Why live in a place where you don't know your neighbors, then? Isn't that depressing in and of itself? In an ideal world, your friends would become your neighbors and people would move closer to the people they love, to make "love your neighbor" easier.
Scarcity and anisotropic distribution of resources? Dynamism of your lifetime requirements? Also, some age old sentiment that is encoded in the "keep your friends close and your enemies closer" adage? That would be my 3 guesses for most signifigant contributors.
Also, I would think scarcity, in this climate of supply chain interruption, would favor the spread out places.. where my supply chain is in my back yard, if I'm a farmer, whereas the city needs to funnel much into a greedy-little area.
And when you say "resources", again, you must not be talking about love, which is what most people truly want, when they earn their money. My earlier sentiment of wanting to live near friends, this makes the "love" resource much more plentiful.
Perhaps city folks just don't understand it.
"But if we have food and clothing, we will be content with these" 1 Timothy 6:8
He goes on... 9-11
"9Those who want to be rich, however, fall into temptation and become ensnared by many foolish and harmful desires that plunge them into ruin and destruction. 10For the love of money is the root of all kinds of evil. By craving it, some have wandered away from the faith and pierced themselves with many sorrows. 11But you, O man of God, flee from these things and pursue righteousness, godliness, faith, love, perseverance, and gentleness."

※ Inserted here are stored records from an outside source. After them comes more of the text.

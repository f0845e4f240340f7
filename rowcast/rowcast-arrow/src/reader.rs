//! [`RowReader`] over one row of an Arrow `RecordBatch`.

use std::io::{BufRead, Cursor};

use arrow::{
    array::{
        Array, ArrayRef, BinaryArray, BooleanArray, Date32Array, Decimal128Array,
        Decimal256Array, FixedSizeBinaryArray, Float32Array, Float64Array, Int8Array,
        Int16Array, Int32Array, Int64Array, LargeBinaryArray, LargeStringArray, StringArray,
        Time32MillisecondArray, Time32SecondArray, Time64MicrosecondArray, Time64NanosecondArray,
        TimestampMicrosecondArray, TimestampMillisecondArray, TimestampNanosecondArray,
        TimestampSecondArray,
    },
    record_batch::RecordBatch,
};
use chrono::{NaiveDate, NaiveDateTime, NaiveTime};
use num_bigint::BigInt;
use rowcast_core::{AccessError, Decimal, RowReader};

/// Reads row `row` of `batch` positionally.
///
/// Getters require the column's physical Arrow type to match the getter
/// (`get_i32` on `Int32`, `get_timestamp` on any `Timestamp` unit, ...);
/// anything else is an [`AccessError`].
pub struct BatchRowReader<'a> {
    batch: &'a RecordBatch,
    row: usize,
}

impl<'a> BatchRowReader<'a> {
    pub fn new(batch: &'a RecordBatch, row: usize) -> Self {
        Self { batch, row }
    }

    pub fn row(&self) -> usize {
        self.row
    }

    fn column(&self, index: usize) -> Result<&'a ArrayRef, AccessError> {
        let batch: &'a RecordBatch = self.batch;
        if index >= batch.num_columns() {
            return Err(AccessError::new(format!(
                "column {index} out of range ({} columns)",
                batch.num_columns()
            )));
        }
        if self.row >= batch.num_rows() {
            return Err(AccessError::new(format!(
                "row {} out of range ({} rows)",
                self.row,
                batch.num_rows()
            )));
        }
        Ok(batch.column(index))
    }

    fn typed<T: Array + 'static>(&self, index: usize) -> Result<&'a T, AccessError> {
        let column = self.column(index)?;
        column.as_any().downcast_ref::<T>().ok_or_else(|| {
            AccessError::new(format!(
                "column {index} has Arrow type {}, expected {}",
                column.data_type(),
                std::any::type_name::<T>()
                    .rsplit("::")
                    .next()
                    .unwrap_or_default()
            ))
        })
    }

    fn mismatch(&self, index: usize, expected: &str) -> AccessError {
        let actual = self
            .column(index)
            .map(|c| c.data_type().to_string())
            .unwrap_or_default();
        AccessError::new(format!(
            "column {index} has Arrow type {actual}, expected {expected}"
        ))
    }
}

fn out_of_range(index: usize, what: &str) -> AccessError {
    AccessError::new(format!("column {index}: {what} value out of range"))
}

impl RowReader for BatchRowReader<'_> {
    fn is_null(&self, index: usize) -> Result<bool, AccessError> {
        Ok(self.column(index)?.is_null(self.row))
    }

    fn get_bool(&self, index: usize) -> Result<bool, AccessError> {
        Ok(self.typed::<BooleanArray>(index)?.value(self.row))
    }

    fn get_i8(&self, index: usize) -> Result<i8, AccessError> {
        Ok(self.typed::<Int8Array>(index)?.value(self.row))
    }

    fn get_i16(&self, index: usize) -> Result<i16, AccessError> {
        Ok(self.typed::<Int16Array>(index)?.value(self.row))
    }

    fn get_i32(&self, index: usize) -> Result<i32, AccessError> {
        Ok(self.typed::<Int32Array>(index)?.value(self.row))
    }

    fn get_i64(&self, index: usize) -> Result<i64, AccessError> {
        Ok(self.typed::<Int64Array>(index)?.value(self.row))
    }

    fn get_f32(&self, index: usize) -> Result<f32, AccessError> {
        Ok(self.typed::<Float32Array>(index)?.value(self.row))
    }

    fn get_f64(&self, index: usize) -> Result<f64, AccessError> {
        Ok(self.typed::<Float64Array>(index)?.value(self.row))
    }

    fn get_decimal(&self, index: usize) -> Result<Decimal, AccessError> {
        let column = self.column(index)?;
        let any = column.as_any();
        if let Some(a) = any.downcast_ref::<Decimal128Array>() {
            return Ok(Decimal::new(a.value(self.row), i64::from(a.scale())));
        }
        if let Some(a) = any.downcast_ref::<Decimal256Array>() {
            let unscaled = BigInt::from_signed_bytes_le(&a.value(self.row).to_le_bytes());
            return Ok(Decimal::new(unscaled, i64::from(a.scale())));
        }
        Err(self.mismatch(index, "Decimal128 or Decimal256"))
    }

    fn get_string(&self, index: usize) -> Result<String, AccessError> {
        let column = self.column(index)?;
        let any = column.as_any();
        if let Some(a) = any.downcast_ref::<StringArray>() {
            return Ok(a.value(self.row).to_string());
        }
        if let Some(a) = any.downcast_ref::<LargeStringArray>() {
            return Ok(a.value(self.row).to_string());
        }
        Err(self.mismatch(index, "Utf8 or LargeUtf8"))
    }

    fn get_bytes(&self, index: usize) -> Result<Vec<u8>, AccessError> {
        let column = self.column(index)?;
        let any = column.as_any();
        if let Some(a) = any.downcast_ref::<BinaryArray>() {
            return Ok(a.value(self.row).to_vec());
        }
        if let Some(a) = any.downcast_ref::<LargeBinaryArray>() {
            return Ok(a.value(self.row).to_vec());
        }
        if let Some(a) = any.downcast_ref::<FixedSizeBinaryArray>() {
            return Ok(a.value(self.row).to_vec());
        }
        Err(self.mismatch(index, "Binary, LargeBinary or FixedSizeBinary"))
    }

    fn get_date(&self, index: usize) -> Result<NaiveDate, AccessError> {
        self.typed::<Date32Array>(index)?
            .value_as_date(self.row)
            .ok_or_else(|| out_of_range(index, "date"))
    }

    fn get_time(&self, index: usize) -> Result<NaiveTime, AccessError> {
        let column = self.column(index)?;
        let any = column.as_any();
        let time = if let Some(a) = any.downcast_ref::<Time64NanosecondArray>() {
            a.value_as_time(self.row)
        } else if let Some(a) = any.downcast_ref::<Time64MicrosecondArray>() {
            a.value_as_time(self.row)
        } else if let Some(a) = any.downcast_ref::<Time32MillisecondArray>() {
            a.value_as_time(self.row)
        } else if let Some(a) = any.downcast_ref::<Time32SecondArray>() {
            a.value_as_time(self.row)
        } else {
            return Err(self.mismatch(index, "Time32 or Time64"));
        };
        time.ok_or_else(|| out_of_range(index, "time"))
    }

    fn get_timestamp(&self, index: usize) -> Result<NaiveDateTime, AccessError> {
        let column = self.column(index)?;
        let any = column.as_any();
        let ts = if let Some(a) = any.downcast_ref::<TimestampNanosecondArray>() {
            a.value_as_datetime(self.row)
        } else if let Some(a) = any.downcast_ref::<TimestampMicrosecondArray>() {
            a.value_as_datetime(self.row)
        } else if let Some(a) = any.downcast_ref::<TimestampMillisecondArray>() {
            a.value_as_datetime(self.row)
        } else if let Some(a) = any.downcast_ref::<TimestampSecondArray>() {
            a.value_as_datetime(self.row)
        } else {
            return Err(self.mismatch(index, "Timestamp"));
        };
        ts.ok_or_else(|| out_of_range(index, "timestamp"))
    }

    fn get_character_stream(&self, index: usize) -> Result<Box<dyn BufRead + '_>, AccessError> {
        let column = self.column(index)?;
        let any = column.as_any();
        let text: &str = if let Some(a) = any.downcast_ref::<LargeStringArray>() {
            a.value(self.row)
        } else if let Some(a) = any.downcast_ref::<StringArray>() {
            a.value(self.row)
        } else {
            return Err(self.mismatch(index, "Utf8 or LargeUtf8"));
        };
        Ok(Box::new(Cursor::new(text.as_bytes())))
    }
}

There is something greater than the age. The new dynamism is one of taking the lessons learned in the cities back to the homelands and distributing the gold ( like slaying a dragon ). Sure, I went to the city when I was cutting my teeth, but now I bring business back to my hometown. In a remote world ( and in a corona virus world ), this makes more sense.

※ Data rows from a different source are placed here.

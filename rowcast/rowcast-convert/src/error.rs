//! Bind-time and row-time error types.

use rowcast_core::{AccessError, CastError, LogicalTypeRoot};

/// A schema descriptor cannot be bound to a converter.
///
/// Raised by [`RowConverterBuilder::build`](crate::RowConverterBuilder::build)
/// before any row is processed.
#[derive(Debug, Clone, PartialEq, Eq, thiserror::Error)]
pub enum BindError {
    /// The field's logical type root has no registered handling.
    #[error("unsupported type {type_root} for field {index} ('{name}')")]
    UnsupportedType {
        index: usize,
        name: String,
        type_root: LogicalTypeRoot,
    },

    /// The declared precision is outside what the type root can carry.
    #[error("precision {precision} out of range for {type_root} field {index} ('{name}')")]
    InvalidPrecision {
        index: usize,
        name: String,
        type_root: LogicalTypeRoot,
        precision: u32,
    },
}

/// A row could not be converted.
///
/// Field-level failures carry the field position and name so the pipeline
/// can attribute them.
#[derive(Debug, thiserror::Error)]
pub enum ConvertError {
    /// A value is not representable in the kind the field requires.
    #[error("field {index} ('{name}'): {source}")]
    Cast {
        index: usize,
        name: String,
        #[source]
        source: CastError,
    },

    /// The external reader or writer failed.
    #[error("field {index} ('{name}'): {source}")]
    Access {
        index: usize,
        name: String,
        #[source]
        source: AccessError,
    },

    /// The row's width differs from the bound schema.
    #[error("row has {actual} values but the converter is bound to {expected} fields")]
    Arity { expected: usize, actual: usize },
}

impl ConvertError {
    /// Position of the failing field, if the failure is field-level.
    pub fn field_index(&self) -> Option<usize> {
        match self {
            ConvertError::Cast { index, .. } | ConvertError::Access { index, .. } => Some(*index),
            ConvertError::Arity { .. } => None,
        }
    }

    /// The originating cast failure, if any.
    pub fn cast_error(&self) -> Option<&CastError> {
        match self {
            ConvertError::Cast { source, .. } => Some(source),
            _ => None,
        }
    }
}

/// Failure raised inside a per-field closure, before field attribution.
#[derive(Debug)]
pub(crate) enum FieldFailure {
    Cast(CastError),
    Access(AccessError),
}

impl FieldFailure {
    pub(crate) fn at(self, index: usize, name: &str) -> ConvertError {
        match self {
            FieldFailure::Cast(source) => ConvertError::Cast {
                index,
                name: name.to_string(),
                source,
            },
            FieldFailure::Access(source) => ConvertError::Access {
                index,
                name: name.to_string(),
                source,
            },
        }
    }
}

impl From<CastError> for FieldFailure {
    fn from(e: CastError) -> Self {
        Self::Cast(e)
    }
}

impl From<AccessError> for FieldFailure {
    fn from(e: AccessError) -> Self {
        Self::Access(e)
    }
}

I see the charm of Chesterton's favourite rhetorical judo. But we have learned many hard lessons about the cost of losing the documentation. We should charge the man with the duty of looking up the purpose of the fence in the archive, and finding the date that the purpose ceased to hold.

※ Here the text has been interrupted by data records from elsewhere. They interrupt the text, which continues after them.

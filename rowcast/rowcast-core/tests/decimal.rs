use rowcast_core::{Decimal, MAX_RESCALE_DIGITS, ParseDecimalError};

#[test]
fn parses_plain_and_exponent_forms() -> Result<(), ParseDecimalError> {
    let d = "12.50".parse::<Decimal>()?;
    assert_eq!(d, Decimal::new(1250, 2));
    assert_eq!(d.scale(), 2);
    assert_eq!("-0.005".parse::<Decimal>()?, Decimal::new(-5, 3));
    assert_eq!("+7".parse::<Decimal>()?, Decimal::new(7, 0));
    assert_eq!(".5".parse::<Decimal>()?, Decimal::new(5, 1));
    assert_eq!("1.5e3".parse::<Decimal>()?, Decimal::new(15, -2));
    assert_eq!("25E-4".parse::<Decimal>()?, Decimal::new(25, 4));
    Ok(())
}

#[test]
fn rejects_malformed_literals() {
    for text in ["", "-", ".", "1.2.3", "abc", "1e", "1e+x", "12a", "1_000"] {
        assert!(text.parse::<Decimal>().is_err(), "{text:?} should not parse");
    }
}

#[test]
fn precision_is_not_capped() -> Result<(), ParseDecimalError> {
    let d = "1234567890123456789012345678901234567890.5".parse::<Decimal>()?;
    assert_eq!(d.precision(), 41);
    assert_eq!(d.scale(), 1);
    assert_eq!(d.to_string(), "1234567890123456789012345678901234567890.5");

    let wide = "9".repeat(120).parse::<Decimal>()?;
    assert_eq!(wide.precision(), 120);
    assert_eq!(wide.rescale(2).map(|v| v.precision()), Some(122));
    Ok(())
}

#[test]
fn exponent_must_fit_a_32_bit_scale() -> Result<(), ParseDecimalError> {
    let huge = "1e2147483647".parse::<Decimal>()?;
    assert_eq!(huge.scale(), -2147483647);
    assert!("1e2147483649".parse::<Decimal>().is_err());
    assert!("1e-2147483649".parse::<Decimal>().is_err());
    assert!("1e99999999999999999999".parse::<Decimal>().is_err());
    Ok(())
}

#[test]
fn display_of_extreme_exponents_stays_compact() -> Result<(), ParseDecimalError> {
    let rendered = "1e2147483647".parse::<Decimal>()?.to_string();
    assert!(rendered.len() < 32, "{rendered}");
    let rendered = "1e-2147483647".parse::<Decimal>()?.to_string();
    assert!(rendered.len() < 32, "{rendered}");
    Ok(())
}

#[test]
fn displays_in_plain_notation() {
    assert_eq!(Decimal::new(1250, 2).to_string(), "12.50");
    assert_eq!(Decimal::new(-5, 3).to_string(), "-0.005");
    assert_eq!(Decimal::new(7, 0).to_string(), "7");
}

#[test]
fn rescale_rounds_half_away_from_zero() {
    assert_eq!(Decimal::new(125, 2).rescale(1), Some(Decimal::new(13, 1)));
    assert_eq!(Decimal::new(-125, 2).rescale(1), Some(Decimal::new(-13, 1)));
    assert_eq!(Decimal::new(124, 2).rescale(1), Some(Decimal::new(12, 1)));
    assert_eq!(Decimal::new(95, 1).rescale(0), Some(Decimal::new(10, 0)));
    let up = Decimal::new(12, 1).rescale(3);
    assert_eq!(up.as_ref().map(Decimal::scale), Some(3));
    assert_eq!(up.map(|v| v.unscaled()), Some(1200.into()));
    assert_eq!(Decimal::new(i128::MAX, 0).rescale(1).map(|v| v.precision()), Some(40));
}

#[test]
fn rescale_at_scale_limits_does_not_overflow() {
    // Growing by two billion digits is refused rather than attempted.
    assert_eq!(Decimal::new(1, -2147483647).rescale(2), None);
    assert_eq!(Decimal::new(1, 0).rescale(MAX_RESCALE_DIGITS as i64), None);
    assert!(Decimal::new(1, 0).rescale(MAX_RESCALE_DIGITS as i64 - 1).is_some());
    // Scale differences beyond i64 are refused.
    assert_eq!(Decimal::new(1, i64::MAX).rescale(i64::MIN), None);
    assert_eq!(Decimal::new(1, i64::MIN).rescale(i64::MAX), None);
    // Dropping more digits than the value has leaves zero.
    assert_eq!(Decimal::new(7, 2147483647).rescale(0), Some(Decimal::zero()));
    assert_eq!(Decimal::new(-6, 1).rescale(0), Some(Decimal::new(-1, 0)));
}

#[test]
fn truncation_drops_the_fraction() -> Result<(), ParseDecimalError> {
    assert_eq!(Decimal::new(39, 1).trunc_wrapping(), 3);
    assert_eq!(Decimal::new(-39, 1).trunc_wrapping(), -3);
    assert_eq!(Decimal::new(7, -2).trunc_wrapping(), 700);
    assert_eq!(Decimal::new(1, 60).trunc_wrapping(), 0);
    assert_eq!(Decimal::new(1, 2147483647).trunc_wrapping(), 0);
    // Low-order 128 bits: 2^128 + 1 keeps 1, and 10^200 is a multiple of 2^128.
    let past = "340282366920938463463374607431768211457".parse::<Decimal>()?;
    assert_eq!(past.trunc_wrapping(), 1);
    assert_eq!(Decimal::new(1, -200).trunc_wrapping(), 0);
    assert_eq!("1e2147483647".parse::<Decimal>()?.trunc_wrapping(), 0);
    Ok(())
}

#[test]
fn float_round_trip_is_shortest() {
    assert_eq!(Decimal::from_f64(0.1), Some(Decimal::new(1, 1)));
    assert_eq!(Decimal::from_f64(-2.5), Some(Decimal::new(-25, 1)));
    assert_eq!(Decimal::from_f32(0.3), Some(Decimal::new(3, 1)));
    assert_eq!(Decimal::from_f64(f64::NAN), None);
    assert_eq!(Decimal::new(1, 1).to_f64(), 0.1);
    assert_eq!(Decimal::new(3, 1).to_f32(), 0.3_f32);
    assert_eq!(Decimal::new(1, -2147483647).to_f64(), f64::INFINITY);
}

#[test]
fn equality_compares_magnitude() {
    let d = Decimal::new(1500, 2);
    assert_eq!(d, Decimal::new(15, 0));
    assert_eq!(d.precision(), 4);
    assert_eq!(Decimal::zero().precision(), 1);
    assert_eq!(Decimal::new(0, 5), Decimal::zero());
    assert_eq!(Decimal::from(-42_i32), Decimal::new(-42, 0));
    assert_eq!(Decimal::new(1050, 2).to_i128_at(2), Some(1050));
    assert_eq!(Decimal::new(i128::MAX, 0).to_i128_at(1), None);
}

We should go further and invent the conservatism of the archive. When we contemplate changing the rules of society, the archive needs to contain more than just the justification of the new rules, analogous to the purpose of the fence. The defeated opposition must also have their place in the records.
Write down your rules. Write down why you have chosen them. Write down what your critics say will go wrong. Write down what your critics say we should do instead. Keep it all safe in the archive for 100 years.
When things don't go according to plan, dig through the archive. Did you stick to your rules? Really? In a way that is faithful to the reasons why they were supposed to work? What about the critics? Did things go wrong in the way that they predicted, or in some other way?
If the critics predicted the exact way that things would go wrong, they win. Dig out their suggestions and give them a try. If the critics predicted different screw-ups than actually happened, cry. Nobody knows anything. But at least you have an archive. What it was like. What people thought. How it actually turned out. That is a basis for working out what to do next.